People with myasthenia gravis (MG) felt high anxiety regarding COVID-19, experienced changes in their interactions with healthcare systems, and generally trust information coming from non-presidential federal government sources and local healthcare providers, according to a survey.
The results indicate that targeted messaging strategies by trusted sources may help keep patients informed and reduce their anxiety.
The study, “Knowledge and Perceptions of the COVID‐19 Pandemic Among Patients with Myasthenia Gravis,” was published in the journal Muscle & Nerve.
Treatment of MG involves suppressing the immune system, which makes patients more susceptible to infections that can worsen their MG-related symptoms.
To help healthcare workers better communicate with their patients during the ongoing pandemic, researchers from Duke University in North Carolina conducted an online survey to understand where people with MG got their information, how the pandemic had affected their medical care, and what protective measures they were taking against COVID-19, an infectious disease caused by the SARS-CoV-2 virus.
Of 1,848 people contacted from April 16 to May 28, 75 completed the survey. Nearly half were women. The median age in the group was 65.5 years, and respondents were overwhelmingly white (97%).
They reported that their five most-used sources for COVID-related information were the federal government (other than the president), local healthcare workers, state governments, and presidential news conferences and press releases. Federal sources included the U.S. Centers for Disease Control and Prevention, the Food and Drug Administration, Anthony Fauci, MD (director of the National Institute of Allergy and Infectious Diseases), and the U.S. Surgeon General.

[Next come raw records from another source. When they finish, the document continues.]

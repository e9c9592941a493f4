//! The job callable contract.
//!
//! A job is a named, reusable unit of work. The worker invokes it with
//! a [`TaskContext`] plus the bound positional/keyed arguments, and
//! expects back a JSON value or an error.

use std::future::Future;
use std::pin::Pin;

use chrono::{DateTime, Utc};
use serde_json::{Map, Value};
use tracing::Span;
use uuid::Uuid;

/// Passed to every job callable as its first argument. Mirrors the
/// original `TaskConsumer`: the worker, the task identity, and a place
/// to log progress, without exposing the store directly.
pub struct TaskContext {
    pub task_id: Uuid,
    pub attempt: u32,
    pub span: Span,
}

impl TaskContext {
    pub fn new(task_id: Uuid, attempt: u32) -> Self {
        Self {
            task_id,
            attempt,
            span: tracing::info_span!("task", id = %task_id, attempt),
        }
    }

    /// Emit an intermediate progress note, scoped to this task's span.
    pub fn progress(&self, message: &str) {
        let _enter = self.span.enter();
        tracing::info!(message, "task progress");
    }
}

pub type JobOutput = Result<Value, String>;
pub type JobFuture = Pin<Box<dyn Future<Output = JobOutput> + Send>>;

/// A named, reusable unit of work.
pub trait Job: Send + Sync {
    /// Invoke the job with its bound arguments.
    fn call(&self, ctx: TaskContext, args: Vec<Value>, kwargs: Map<String, Value>) -> JobFuture;

    /// Whether an error returned from `call` should be retried (subject
    /// to the descriptor's `max_retries`). Defaults to retriable, since
    /// most job failures are transient (I/O, timeouts).
    fn is_retriable(&self, _error: &str) -> bool {
        true
    }
}

/// A job's recurrence: either a fixed interval or an RFC-5545 rule.
#[derive(Debug, Clone)]
pub enum Schedule {
    Interval(chrono::Duration),
    Rrule(String),
}

impl Schedule {
    /// The first occurrence strictly after `now`.
    pub fn next_after(
        &self,
        now: DateTime<Utc>,
        last_run_at: Option<DateTime<Utc>>,
    ) -> Result<DateTime<Utc>, anyhow::Error> {
        match self {
            Schedule::Interval(interval) => Ok(last_run_at.unwrap_or(now) + *interval),
            Schedule::Rrule(rule) => {
                let dtstart = last_run_at.unwrap_or(now);
                let full = format!(
                    "DTSTART:{}\nRRULE:{}",
                    dtstart.format("%Y%m%dT%H%M%SZ"),
                    rule
                );
                let set: rrule::RRuleSet = full.parse()?;
                let start = now.with_timezone(&rrule::Tz::UTC);
                let result = set.after(start).all(1);
                result
                    .dates
                    .first()
                    .map(|dt| dt.with_timezone(&Utc))
                    .ok_or_else(|| {
                        anyhow::anyhow!("recurrence rule produced no further occurrences")
                    })
            }
        }
    }
}

/// Immutable metadata describing a registered job. Created once at
/// registry build time.
pub struct JobDescriptor {
    pub name: String,
    pub job: Box<dyn Job>,
    pub schedule: Option<Schedule>,
    pub default_args: Vec<Value>,
    pub default_kwargs: Map<String, Value>,
    pub timeout_secs: u64,
    pub can_overlap: bool,
    pub max_retries: u32,
}

#[cfg(test)]
mod tests {
    use super::*;
    use chrono::Duration;

    #[test]
    fn interval_schedule_adds_to_last_run() {
        let schedule = Schedule::Interval(Duration::seconds(60));
        let last_run = Utc::now();
        let next = schedule.next_after(last_run, Some(last_run)).unwrap();
        assert_eq!(next, last_run + Duration::seconds(60));
    }

    #[test]
    fn rrule_schedule_resolves_next_occurrence() {
        let schedule = Schedule::Rrule("FREQ=SECONDLY;INTERVAL=1".to_string());
        let now = Utc::now();
        let next = schedule.next_after(now, None).unwrap();
        assert!(next > now);
    }
}
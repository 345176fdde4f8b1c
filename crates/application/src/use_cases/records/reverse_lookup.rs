use crate::ports::DnsResolver;
use crate::services::RetryingResolver;
use dns_kraken_domain::{DomainError, QueryTarget, ResolutionResult, RetryPolicy};
use futures::{stream, Stream, StreamExt};
use ipnetwork::IpNetwork;
use std::net::IpAddr;
use std::sync::Arc;
use tracing::info;

pub const DEFAULT_CONCURRENCY: usize = 20;
pub const DEFAULT_MAX_HOSTS: u64 = 65_536;

#[derive(Debug, Clone)]
pub struct ReverseLookup {
    pub address: IpAddr,
    pub result: ResolutionResult,
    pub attempts: u32,
}

/// PTR lookups over a single address or a CIDR block.
pub struct ReverseLookupUseCase {
    resolver: RetryingResolver,
    concurrency: usize,
    max_hosts: u64,
}

impl ReverseLookupUseCase {
    pub fn new(resolver: Arc<dyn DnsResolver>, retry_policy: RetryPolicy) -> Self {
        Self {
            resolver: RetryingResolver::new(resolver, Arc::new(retry_policy)),
            concurrency: DEFAULT_CONCURRENCY,
            max_hosts: DEFAULT_MAX_HOSTS,
        }
    }

    pub fn with_concurrency(mut self, concurrency: usize) -> Self {
        self.concurrency = concurrency.max(1);
        self
    }

    pub fn with_max_hosts(mut self, max_hosts: u64) -> Self {
        self.max_hosts = max_hosts;
        self
    }

    /// Parses `input` as an address or CIDR block.
    pub fn parse_network(input: &str) -> Result<IpNetwork, DomainError> {
        let input = input.trim();
        if let Ok(address) = input.parse::<IpAddr>() {
            return Ok(IpNetwork::from(address));
        }
        input
            .parse::<IpNetwork>()
            .map_err(|e| DomainError::InvalidIpAddress(format!("{input}: {e}")))
    }

    /// Lookups in address order, at most `concurrency` in flight.
    ///
    /// Fails before any query when the block holds more than `max_hosts`
    /// addresses.
    pub fn execute(
        &self,
        input: &str,
    ) -> Result<impl Stream<Item = ReverseLookup> + Send + 'static, DomainError> {
        let network = Self::parse_network(input)?;
        let hosts = host_count(&network);
        if hosts > u128::from(self.max_hosts) {
            return Err(DomainError::NetworkTooLarge {
                hosts,
                limit: self.max_hosts,
            });
        }

        info!(network = %network, hosts = hosts as u64, "Starting reverse lookups");

        let resolver = self.resolver.clone();
        Ok(stream::iter(network.iter())
            .map(move |address| {
                let resolver = resolver.clone();
                async move {
                    let resolution = resolver.resolve(&QueryTarget::reverse(address)).await;
                    ReverseLookup {
                        address,
                        result: resolution.result,
                        attempts: resolution.attempts,
                    }
                }
            })
            .buffered(self.concurrency))
    }
}

fn host_count(network: &IpNetwork) -> u128 {
    let bits: u32 = if network.is_ipv4() { 32 } else { 128 };
    let host_bits = bits - u32::from(network.prefix());
    if host_bits >= 128 {
        u128::MAX
    } else {
        1u128 << host_bits
    }
}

The three most-trusted sources were non-presidential federal government sources, local healthcare workers, and state government sources. Their three least-trusted sources were social media, presidential news conferences and press releases, and word-of-mouth.
The Myasthenia Gravis Foundation of America, a major patient advocacy organization, was the seventh most-used source among respondents and their fourth most-trusted.
The three most-reported changes in healthcare use were postponed or cancelled appointments, more messaging through electronic health records, and a shift to telemedicine visits.
Personal protective measures taken by respondents changed considerably in response to the pandemic.
Although frequent hand washing had already been common practice , most participants reported adopting social distancing, avoiding groups, postponing nonessential appointments, wearing a mask, sheltering, and self-quarantining.
Approximately 92% of those surveyed said they knew the symptoms of COVID-19 and 85% reported knowing what to do should they experience any.
One thing that did not change was medication regimens. Although 21% of respondents contacted their neurologists to ask about the need to change medications, none reported needing to do so.
The survey revealed high levels of anxiety concerning COVID-19; responders overwhelmingly reported feeling “very concerned” or “somewhat concerned.”
Top specific concerns were worsening MG symptoms, dying from COVID-19, hospitalization, and infecting another person. The possible financial impact of COVID-19 was not a major concern and only one responder did not have medical insurance.
The survey included the General Anxiety Disorder-7 (GAD-7) questionnaire and respondent scores suggested the presence of anxiety, with 20% of survey takers scoring in the moderate-to-severe range. GAD-7 scores tended to correlate well with those of the Myasthenia Gravis Activities of Daily Living scale, which measures the impact of MG on daily activities.
No respondents had been treated or hospitalized for COVID-19 and three reported having been tested for the infection, with no test returning positive.
Overall, the survey found that people with MG felt concerned about COVID-19 and implemented appropriate personal protective measures. Healthcare workers, the government, and patient organizations appeared to play a key role as trusted sources of information, the investigators said. These might make patients better informed and reduce their anxiety through targeted communications strategies, they added.
“The observations in this study may be applicable to other vulnerable autoimmune and neurologic disease populations at higher risk for COVID-19 infections,” the team wrote, “and similar strategies could be implemented to improve communication during this pandemic and to better prepare for future pandemics.”